Work required — From the entries below, copy every line where the string "reservations" appears.

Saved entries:
┏━━
use std::path::Path;

use anyhow::Context as _;
use api_gateway::ApiGatewayConfig;
use auth::AuthConfig;
use figment::{
    Figment,
    providers::{Env, Format, Yaml},
};
use reservations::ReservationsConfig;
use serde::Deserialize;

/// Environment variables with this prefix override file values;
/// `__` separates nesting levels (`BUSTATION__AUTH__TOKEN__TTL`).
pub const ENV_PREFIX: &str = "BUSTATION__";

/// Whole-process configuration, one section per component.
#[derive(Debug, Clone, Default, Deserialize)]
#[serde(deny_unknown_fields, default)]
pub struct AppConfig {
    pub api_gateway: ApiGatewayConfig,
    pub logging: LoggingConfig,
    pub auth: AuthConfig,
    pub reservations: ReservationsConfig,
}

#[derive(Debug, Clone, Deserialize)]
#[serde(deny_unknown_fields, default)]
pub struct LoggingConfig {
    /// Default filter directive; `RUST_LOG` takes precedence.
    pub level: String,
    /// Emit JSON lines instead of human-readable output.
    pub json: bool,
}

impl Default for LoggingConfig {
    fn default() -> Self {
        Self {
            level: "info".to_owned(),
            json: false,
        }
    }
}

fn figment(path: Option<&Path>) -> Figment {
    let mut figment = Figment::new();
    if let Some(path) = path {
        figment = figment.merge(Yaml::file(path));
    }
    figment.merge(Env::prefixed(ENV_PREFIX).split("__"))
}

/// Load configuration from an optional YAML file layered under the environment.
///
/// # Errors
/// Returns an error if the file cannot be read or a value has the wrong shape.
pub fn load(path: Option<&Path>) -> anyhow::Result<AppConfig> {
    if let Some(path) = path {
        anyhow::ensure!(path.is_file(), "config file {} does not exist", path.display());
    }
    figment(path)
        .extract()
        .with_context(|| match path {
            Some(path) => format!("failed to load configuration from {}", path.display()),
            None => "failed to load configuration from environment".to_owned(),
        })
}

#[cfg(test)]
mod tests {
    use super::*;
    use secrecy::ExposeSecret;
    use std::io::Write;

    fn write_yaml(contents: &str) -> tempfile::NamedTempFile {
        let mut file = tempfile::Builder::new().suffix(".yaml").tempfile().unwrap();
        file.write_all(contents.as_bytes()).unwrap();
        file
    }

    #[test]
    fn file_values_override_defaults() {
        let file = write_yaml(
            r#"
api_gateway:
  bind_addr: "0.0.0.0:9000"
  public_prefixes: ["/auth"]
logging:
  level: debug
auth:
  token:
    secret: "dGhpcy1pcy1hLXRlc3Qtc2VjcmV0LXdpdGgtMzItYnl0ZXMhIQ=="
    ttl: 15m
reservations:
  max_page_size: 50
"#,
        );

        let cfg = load(Some(file.path())).unwrap();

        assert_eq!(cfg.api_gateway.bind_addr, "0.0.0.0:9000");
        assert_eq!(cfg.api_gateway.public_prefixes, ["/auth"]);
        assert!(cfg.api_gateway.require_auth_by_default);
        assert_eq!(cfg.logging.level, "debug");
        assert!(!cfg.logging.json);
        assert_eq!(cfg.auth.token.ttl, "15m");
        assert!(cfg.auth.token.secret.expose_secret().starts_with("dGhp"));
        assert_eq!(cfg.auth.default_role, "ROLE_USER");
        assert_eq!(cfg.reservations.max_page_size, 50);
        assert_eq!(cfg.reservations.default_page_size, 20);
    }

    #[test]
    fn unknown_keys_are_rejected() {
        let file = write_yaml("logging:\n  colour: true\n");
        assert!(load(Some(file.path())).is_err());
    }

    #[test]
    fn missing_file_is_an_error() {
        let dir = tempfile::tempdir().unwrap();
        assert!(load(Some(&dir.path().join("absent.yaml"))).is_err());
    }

    #[test]
    fn debug_output_redacts_token_secret() {
        let file = write_yaml("auth:\n  token:\n    secret: \"c3VwZXItc2VjcmV0LXNpZ25pbmcta2V5LXZhbHVlLTEyMzQ=\"\n");

        let cfg = load(Some(file.path())).unwrap();

        assert!(!format!("{cfg:?}").contains("c3VwZXItc2VjcmV0"));
    }
}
┗━━
Response below —
use reservations::ReservationsConfig;
    pub reservations: ReservationsConfig,
reservations:
        assert_eq!(cfg.reservations.max_page_size, 50);
        assert_eq!(cfg.reservations.default_page_size, 20);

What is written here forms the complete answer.